### Material provided:
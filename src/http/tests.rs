use super::*;
use crate::error::HttpError;
use std::io::{Read, Write};
use std::net::{Shutdown, TcpListener, TcpStream};
use std::sync::mpsc;
use std::thread;
use std::time::Duration;

struct ServerHandle {
    shutdown: mpsc::Sender<()>,
    thread: Option<thread::JoinHandle<()>>,
}

impl Drop for ServerHandle {
    fn drop(&mut self) {
        let _send_result = self.shutdown.send(());
        if let Some(handle) = self.thread.take() {
            drop(handle.join());
        }
    }
}

fn spawn_server() -> Result<(String, ServerHandle), String> {
    let listener = TcpListener::bind("127.0.0.1:0")
        .map_err(|err| format!("bind test server failed: {}", err))?;
    let addr = listener
        .local_addr()
        .map_err(|err| format!("server addr failed: {}", err))?;
    listener
        .set_nonblocking(true)
        .map_err(|err| format!("set_nonblocking failed: {}", err))?;
    let (shutdown_tx, shutdown_rx) = mpsc::channel();

    let handle = thread::spawn(move || {
        loop {
            if shutdown_rx.try_recv().is_ok() {
                break;
            }
            match listener.accept() {
                Ok((stream, _)) => {
                    thread::spawn(move || handle_client(stream));
                }
                Err(err) if err.kind() == std::io::ErrorKind::WouldBlock => {
                    thread::sleep(Duration::from_millis(5));
                }
                Err(_) => break,
            }
        }
    });

    Ok((
        format!("http://{}", addr),
        ServerHandle {
            shutdown: shutdown_tx,
            thread: Some(handle),
        },
    ))
}

fn read_request(stream: &mut TcpStream) -> Option<String> {
    let mut data = Vec::new();
    let mut chunk = [0u8; 4096];
    loop {
        let read = stream.read(&mut chunk).ok()?;
        if read == 0 {
            break;
        }
        data.extend_from_slice(chunk.get(..read)?);
        let text = String::from_utf8_lossy(&data).into_owned();
        if let Some(header_end) = text.find("\r\n\r\n") {
            let content_length = text
                .lines()
                .find_map(|line| {
                    line.to_ascii_lowercase()
                        .strip_prefix("content-length:")
                        .and_then(|value| value.trim().parse::<usize>().ok())
                })
                .unwrap_or(0);
            if data.len() >= header_end.saturating_add(4).saturating_add(content_length) {
                return Some(text);
            }
        }
    }
    Some(String::from_utf8_lossy(&data).into_owned())
}

fn handle_client(mut stream: TcpStream) {
    drop(stream.set_nonblocking(false));
    let Some(head) = read_request(&mut stream) else {
        return;
    };
    let response: &[u8] = if head.starts_with("GET /__down?bytes=4 ") {
        b"HTTP/1.1 200 OK\r\nContent-Length: 4\r\nConnection: close\r\n\r\n0000"
    } else if head.starts_with("GET /missing ") {
        b"HTTP/1.1 404 Not Found\r\nContent-Length: 0\r\nConnection: close\r\n\r\n"
    } else if head.starts_with("POST /__up ") {
        b"HTTP/1.1 200 OK\r\nContent-Length: 0\r\nConnection: close\r\n\r\n"
    } else {
        b"HTTP/1.1 200 OK\r\nContent-Length: 2\r\nConnection: close\r\n\r\nOK"
    };
    if stream.write_all(response).is_err() {
        return;
    }
    drop(stream.flush());
    drop(stream.shutdown(Shutdown::Both));
}

#[test]
fn download_request_encodes_size_in_query() -> Result<(), HttpError> {
    let request = FetchRequest::download(101_000);
    if request.method != Method::Get || request.path != "/__down?bytes=101000" {
        return Err(HttpError::from(format!("Unexpected request: {:?}", request)));
    }
    Ok(())
}

#[test]
fn upload_request_carries_zero_payload() -> Result<(), HttpError> {
    let request = FetchRequest::upload(11);
    let body = request.body.ok_or(HttpError::from("Expected upload body"))?;
    if request.method != Method::Post || body.len() != 11 || body.iter().any(|b| *b != b'0') {
        return Err(HttpError::from("Unexpected upload payload"));
    }
    Ok(())
}

#[test]
fn rejects_non_http_endpoints() -> Result<(), String> {
    match HttpTransport::new("ftp://example.com", TransportOptions::default()) {
        Err(crate::error::AppError::Http(HttpError::UnsupportedScheme { .. })) => Ok(()),
        Err(err) => Err(format!("Unexpected error: {}", err)),
        Ok(_) => Err("Expected scheme rejection".to_owned()),
    }
}

#[tokio::test]
async fn fetch_returns_body_and_maps_status_errors() -> Result<(), String> {
    let (url, _server) = spawn_server()?;
    let transport = HttpTransport::new(&url, TransportOptions::default())
        .map_err(|err| format!("transport build failed: {}", err))?;

    let body = transport
        .fetch(&FetchRequest::download(4))
        .await
        .map_err(|err| format!("download failed: {}", err))?;
    if body.as_ref() != b"0000" {
        return Err(format!("Unexpected body: {:?}", body));
    }

    match transport.fetch(&FetchRequest::get("/missing")).await {
        Err(HttpError::UnexpectedStatus { status: 404, .. }) => {}
        Err(err) => return Err(format!("Unexpected error: {}", err)),
        Ok(_) => return Err("Expected 404 to fail".to_owned()),
    }

    let upload = transport
        .fetch(&FetchRequest::upload(16))
        .await
        .map_err(|err| format!("upload failed: {}", err))?;
    if !upload.is_empty() {
        return Err("Expected empty upload acknowledgement".to_owned());
    }
    Ok(())
}
use tokio::time::Instant;
use tracing::debug;

use crate::measure::{Engine, Meter, pause};
use crate::snapshot::{Environment, Snapshot, StageSamples};

use super::metadata::{self, LOCATIONS_PATH, TRACE_PATH};
use super::output::Console;
use super::plan::{DOWNLOAD_LADDER, UPLOAD_LADDER, WARM_UP_REQUESTS};

/// Run-wide switches handed to [`run_benchmark`].
#[derive(Debug, Clone)]
pub struct BenchConfig {
    pub engine: Engine,
    pub warm_up: bool,
    pub yield_between: bool,
    pub mask_sensitive: bool,
    /// Flags set explicitly on the command line, recorded in the snapshot.
    pub flags: Vec<String>,
}

impl Default for BenchConfig {
    fn default() -> Self {
        Self {
            engine: Engine::Sequential,
            warm_up: true,
            yield_between: true,
            mask_sensitive: false,
            flags: Vec::new(),
        }
    }
}

/// Runs every phase in order and assembles the snapshot.
///
/// Never fails: unreachable metadata leaves empty strings and failed
/// transfers leave empty (or zero-filled) stages.
pub async fn run_benchmark(
    meter: &Meter,
    config: &BenchConfig,
    console: &Console,
    environment: Environment,
) -> Snapshot {
    let started = Instant::now();
    if config.warm_up {
        meter.warm_up(WARM_UP_REQUESTS, config.yield_between).await;
    }

    let phase = Instant::now();
    let locations = metadata::fetch_text(meter.transport(), LOCATIONS_PATH)
        .await
        .map(|json| metadata::parse_locations(&json))
        .unwrap_or_default();
    console.timing("Fetch locations", elapsed_ms(phase));

    let phase = Instant::now();
    let trace = metadata::fetch_text(meter.transport(), TRACE_PATH)
        .await
        .map(|text| metadata::parse_trace(&text))
        .unwrap_or_default();
    console.timing("Fetch trace", elapsed_ms(phase));

    let phase = Instant::now();
    let latency = meter.latency().await;
    console.timing("Latency", elapsed_ms(phase));

    let server = metadata::resolve_server(&locations, &trace, config.mask_sensitive);
    console.info("Server location", &format!("{} ({})", server.city, server.colo));
    console.info("Your IP", &format!("{} ({})", server.ip, server.loc));
    console.latency(&latency);

    let phase = Instant::now();
    let mut downloads = Vec::with_capacity(DOWNLOAD_LADDER.len());
    for stage in DOWNLOAD_LADDER {
        let samples = meter
            .download_with(config.engine, stage.payload_bytes, stage.iterations)
            .await;
        debug!("Download stage {} kept {} samples", stage.label, samples.len());
        // Parallel batches already interleave; uploads below are always sequential.
        if config.yield_between && !config.engine.is_parallel() {
            pause().await;
        }
        console.stage(stage.label, &samples);
        downloads.push(StageSamples {
            label: stage.label,
            samples,
        });
    }
    console.timing("Download tests", elapsed_ms(phase));
    let all_downloads = concat(&downloads);
    console.headline("Download speed", &all_downloads);

    let phase = Instant::now();
    let mut uploads = Vec::with_capacity(UPLOAD_LADDER.len());
    for stage in UPLOAD_LADDER {
        let samples = meter.upload(stage.payload_bytes, stage.iterations).await;
        debug!("Upload stage {} kept {} samples", stage.label, samples.len());
        if config.yield_between {
            pause().await;
        }
        uploads.push(StageSamples {
            label: stage.label,
            samples,
        });
    }
    console.timing("Upload tests", elapsed_ms(phase));
    let all_uploads = concat(&uploads);
    console.headline("Upload speed", &all_uploads);

    let total_time_ms = elapsed_ms(started);
    console.timing("Total", total_time_ms);

    Snapshot {
        environment,
        server,
        latency,
        downloads,
        uploads,
        all_downloads,
        all_uploads,
        total_time_ms,
        flags: config.flags.clone(),
    }
}

fn concat(stages: &[StageSamples]) -> Vec<f64> {
    stages
        .iter()
        .flat_map(|stage| stage.samples.iter().copied())
        .collect()
}

fn elapsed_ms(started: Instant) -> f64 {
    started.elapsed().as_secs_f64() * 1000.0
}
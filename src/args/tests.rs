use std::path::PathBuf;
use std::time::Duration;

use super::parsers::{parse_duration_arg, parse_positive_usize};
use super::test_support::parse_test_args;
use super::*;
use crate::error::{AppError, AppResult, ValidationError};
use crate::http::DEFAULT_ENDPOINT;

#[test]
fn defaults_match_documented_values() -> AppResult<()> {
    let (args, _) = parse_test_args(["cfspeed"])?;
    if args.parallel || args.json || args.no_warmup || args.no_yield || args.no_nice {
        return Err(AppError::validation("Boolean flags should default to off"));
    }
    if args.parallel_workers.get() != 2 {
        return Err(AppError::validation(format!(
            "Unexpected worker default: {}",
            args.parallel_workers
        )));
    }
    if args.timeout != Duration::from_secs(60) || args.connect_timeout != Duration::from_secs(10) {
        return Err(AppError::validation("Unexpected timeout defaults"));
    }
    if args.summary_out != PathBuf::from("results/summary.json") {
        return Err(AppError::validation("Unexpected summary output default"));
    }
    if std::env::var_os("CFSPEED_ENDPOINT").is_none() && args.endpoint != DEFAULT_ENDPOINT {
        return Err(AppError::validation("Unexpected endpoint default"));
    }
    if args.summary_table.is_some() {
        return Err(AppError::validation("Summary mode should be off by default"));
    }
    Ok(())
}

#[test]
fn short_flags_map_to_long_options() -> AppResult<()> {
    let (args, _) = parse_test_args(["cfspeed", "-p", "-m", "-s"])?;
    if !args.parallel || !args.minimize_output || !args.single_core {
        return Err(AppError::validation("Short flags were not applied"));
    }
    Ok(())
}

#[test]
fn summary_table_collects_files_and_allows_none() -> AppResult<()> {
    let (args, _) = parse_test_args(["cfspeed", "--summary-table", "a.json", "b.json"])?;
    let files = args.summary_table.unwrap_or_default();
    if files != vec![PathBuf::from("a.json"), PathBuf::from("b.json")] {
        return Err(AppError::validation(format!("Unexpected files: {:?}", files)));
    }
    let (empty, _) = parse_test_args(["cfspeed", "--summary-table"])?;
    if empty.summary_table.as_ref().is_none_or(|files| !files.is_empty()) {
        return Err(AppError::validation("Bare --summary-table should parse as empty"));
    }
    Ok(())
}

#[test]
fn explicit_flags_record_command_line_options_only() -> AppResult<()> {
    let (_, matches) = parse_test_args([
        "cfspeed",
        "--json",
        "-p",
        "--timeout",
        "5s",
        "--mask-sensitive",
    ])?;
    let flags = explicit_flags(&matches);
    let expected = vec![
        "--parallel".to_owned(),
        "--mask-sensitive".to_owned(),
        "--json".to_owned(),
        "--timeout".to_owned(),
    ];
    if flags != expected {
        return Err(AppError::validation(format!("Unexpected flags: {:?}", flags)));
    }
    Ok(())
}

#[test]
fn verbose_covers_debug_and_diagnostics() -> AppResult<()> {
    let (debug, _) = parse_test_args(["cfspeed", "--debug"])?;
    let (diagnostics, _) = parse_test_args(["cfspeed", "--diagnostics"])?;
    let (quiet, _) = parse_test_args(["cfspeed"])?;
    if !debug.verbose() || !diagnostics.verbose() || quiet.verbose() {
        return Err(AppError::validation("Unexpected verbose resolution"));
    }
    Ok(())
}

#[test]
fn duration_parser_supports_units() -> AppResult<()> {
    let cases = [
        ("250ms", Duration::from_millis(250)),
        ("3", Duration::from_secs(3)),
        ("2m", Duration::from_secs(120)),
        ("1h", Duration::from_secs(3600)),
    ];
    for (input, expected) in cases {
        let parsed = parse_duration_arg(input)?;
        if parsed != expected {
            return Err(AppError::validation(format!(
                "{} parsed as {:?}",
                input, parsed
            )));
        }
    }
    Ok(())
}

#[test]
fn duration_parser_rejects_bad_input() -> AppResult<()> {
    let cases = ["", "fast", "0s", "10d"];
    for input in cases {
        match parse_duration_arg(input) {
            Err(AppError::Validation(
                ValidationError::DurationEmpty
                | ValidationError::InvalidDurationFormat { .. }
                | ValidationError::DurationZero
                | ValidationError::InvalidDurationUnit { .. },
            )) => {}
            other => {
                return Err(AppError::validation(format!(
                    "{:?} should be rejected, got {:?}",
                    input, other
                )));
            }
        }
    }
    Ok(())
}

#[test]
fn zero_workers_are_rejected() -> AppResult<()> {
    if !matches!(
        parse_positive_usize("0"),
        Err(AppError::Validation(ValidationError::ParallelWorkersZero))
    ) {
        return Err(AppError::validation("Zero workers should be rejected"));
    }
    if parse_test_args(["cfspeed", "--parallel-workers", "0"]).is_ok() {
        return Err(AppError::validation("clap should surface the parser error"));
    }
    if parse_positive_usize("4")?.get() != 4 {
        return Err(AppError::validation("Expected four workers"));
    }
    Ok(())
}
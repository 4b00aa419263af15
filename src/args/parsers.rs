use std::num::NonZeroUsize;
use std::time::Duration;

use crate::error::{AppError, AppResult, ValidationError};

pub(super) fn parse_positive_usize(s: &str) -> AppResult<NonZeroUsize> {
    let value: usize = s.trim().parse().map_err(|err| {
        AppError::validation(ValidationError::InvalidNumber {
            value: s.to_owned(),
            source: err,
        })
    })?;
    NonZeroUsize::new(value).ok_or_else(|| AppError::validation(ValidationError::ParallelWorkersZero))
}

pub(crate) fn parse_duration_arg(s: &str) -> AppResult<Duration> {
    let value = s.trim();
    if value.is_empty() {
        return Err(AppError::validation(ValidationError::DurationEmpty));
    }

    let mut digits_len = 0usize;
    for ch in value.chars() {
        if ch.is_ascii_digit() {
            digits_len = digits_len.saturating_add(1);
        } else {
            break;
        }
    }
    if digits_len == 0 {
        return Err(AppError::validation(
            ValidationError::InvalidDurationFormat {
                value: value.to_owned(),
            },
        ));
    }
    let (num_part, unit_part) = value.split_at(digits_len);
    let number: u64 = num_part.parse().map_err(|err| {
        AppError::validation(ValidationError::InvalidDurationNumber {
            value: value.to_owned(),
            source: err,
        })
    })?;

    let unit = if unit_part.is_empty() { "s" } else { unit_part };
    let duration = match unit {
        "ms" => Duration::from_millis(number),
        "s" => Duration::from_secs(number),
        "m" => {
            let secs = number
                .checked_mul(60)
                .ok_or_else(|| AppError::validation(ValidationError::DurationOverflow))?;
            Duration::from_secs(secs)
        }
        "h" => {
            let secs = number
                .checked_mul(60)
                .and_then(|seconds| seconds.checked_mul(60))
                .ok_or_else(|| AppError::validation(ValidationError::DurationOverflow))?;
            Duration::from_secs(secs)
        }
        _ => {
            return Err(AppError::validation(ValidationError::InvalidDurationUnit {
                unit: unit.to_owned(),
            }));
        }
    };

    if duration.as_millis() == 0 {
        return Err(AppError::validation(ValidationError::DurationZero));
    }

    Ok(duration)
}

### Required action:
Each line in the data that holds the string "false" must be returned.

### Written answer:
    drop(stream.set_nonblocking(false));
            mask_sensitive: false,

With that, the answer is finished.